What you should do: The range starts at the line containing "mod device_state;" and ends at the last line of the records below. Reproduce those lines exactly.

------ Excerpted records ------

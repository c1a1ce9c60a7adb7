//! Run outcome

use crate::evaluator::LoopError;
use crate::gateway::GatewayError;
use crate::resolver::ResolveError;
use huebot_core::ProgramError;
use serde::Serialize;
use std::collections::BTreeMap;
use std::time::Duration;
use thiserror::Error;
use ulid::Ulid;

/// Exit code for a run stopped by its caller
pub const EXIT_CANCELLED: i32 = 130;

/// Terminal status of a run
#[derive(Debug, Clone, Copy, PartialEq, Eq, Serialize)]
#[serde(rename_all = "snake_case")]
pub enum RunStatus {
    /// Every step ran; device failures may still be recorded
    Completed,
    /// Stopped by the cancellation token
    Cancelled,
    /// Stopped by a configuration or gateway-fatal error
    Fatal,
}

/// Non-fatal failure of one device
#[derive(Debug, Clone, PartialEq, Error)]
pub enum DeviceError {
    #[error(transparent)]
    Unresolved(#[from] ResolveError),

    #[error(transparent)]
    Apply(#[from] GatewayError),

    #[error("no acknowledgement within {0:?}")]
    AckTimeout(Duration),

    #[error("acknowledgement channel closed")]
    AckDropped,
}

/// A device error and where it happened
#[derive(Debug, Clone, PartialEq)]
pub struct DeviceFailure {
    /// Device label (`light:Desk`) or the unresolved reference
    pub device: String,
    /// Path of the transition
    pub step: String,
    pub error: DeviceError,
}

/// Error that stopped a run
#[derive(Debug, Clone, Error)]
pub enum RunError {
    #[error("invalid program: {}", summarize(.0))]
    InvalidProgram(Vec<ProgramError>),

    #[error("{path}: {source}")]
    Loop {
        path: String,
        #[source]
        source: LoopError,
    },

    #[error("{device}: {source}")]
    Gateway {
        device: String,
        #[source]
        source: GatewayError,
    },
}

fn summarize(errors: &[ProgramError]) -> String {
    errors
        .iter()
        .map(ToString::to_string)
        .collect::<Vec<_>>()
        .join("; ")
}

/// Outcome of one run
#[derive(Debug, Clone)]
pub struct RunResult {
    pub run_id: Ulid,
    pub status: RunStatus,
    pub failures: Vec<DeviceFailure>,
    pub fatal: Option<RunError>,
}

impl RunResult {
    /// Device errors grouped by device label
    pub fn per_device_errors(&self) -> BTreeMap<&str, Vec<&DeviceError>> {
        let mut grouped: BTreeMap<&str, Vec<&DeviceError>> = BTreeMap::new();
        for failure in &self.failures {
            grouped
                .entry(failure.device.as_str())
                .or_default()
                .push(&failure.error);
        }
        grouped
    }

    /// Completed with no device errors
    pub fn is_success(&self) -> bool {
        self.status == RunStatus::Completed && self.failures.is_empty()
    }

    /// Process exit code for this outcome
    pub fn exit_code(&self) -> i32 {
        match self.status {
            RunStatus::Cancelled => EXIT_CANCELLED,
            _ if self.is_success() => 0,
            _ => 1,
        }
    }
}
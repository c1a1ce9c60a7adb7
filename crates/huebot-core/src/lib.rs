//! Core types for huebot
//!
//! This crate provides the program model shared by the interpreter and the
//! device gateways: the target [`DeviceState`], abstract [`DeviceRef`]s,
//! [`Pause`] timing, [`Loop`] repetition policies and the recursive [`Step`]
//! tree.
//!
//! Everything here is plain data. Programs arrive already deserialized
//! (YAML or JSON through serde) and are never mutated while they run.

mod device_ref;
mod device_state;
mod error;
mod looping;
mod step;
mod timing;

pub use device_ref::DeviceRef;
pub use device_state::{Brightness, DeviceState, DEFAULT_TRANSITION_TIME};
pub use error::{ProgramError, ProgramResult};
pub use looping::{Deadline, Loop, LoopMode, Timer};
pub use step::{Composite, Program, Step, Transition};
pub use timing::{Jitter, Pause, TimeOption};

/// Upper bound of the absolute brightness scale used by Hue bridges
pub const MAX_BRIGHTNESS: u8 = 254;
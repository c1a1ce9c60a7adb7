//! Philips Hue bridge gateway for huebot
//!
//! Implements [`huebot_script::DeviceGateway`] over the bridge's v1 REST API.

mod body;
mod gateway;

pub use body::{endpoint, hue_body, parse_response};
pub use gateway::{HueError, HueGateway};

------

Output for this exercise:
mod device_state;
mod error;
mod looping;
mod step;
mod timing;

pub use device_ref::DeviceRef;
pub use device_state::{Brightness, DeviceState, DEFAULT_TRANSITION_TIME};
pub use error::{ProgramError, ProgramResult};
pub use looping::{Deadline, Loop, LoopMode, Timer};
pub use step::{Composite, Program, Step, Transition};
pub use timing::{Jitter, Pause, TimeOption};

/// Upper bound of the absolute brightness scale used by Hue bridges
pub const MAX_BRIGHTNESS: u8 = 254;
repository c1a1ce9c60a7adb7
//! Philips Hue bridge gateway for huebot
//!
//! Implements [`huebot_script::DeviceGateway`] over the bridge's v1 REST API.

mod body;
mod gateway;

pub use body::{endpoint, hue_body, parse_response};
pub use gateway::{HueError, HueGateway};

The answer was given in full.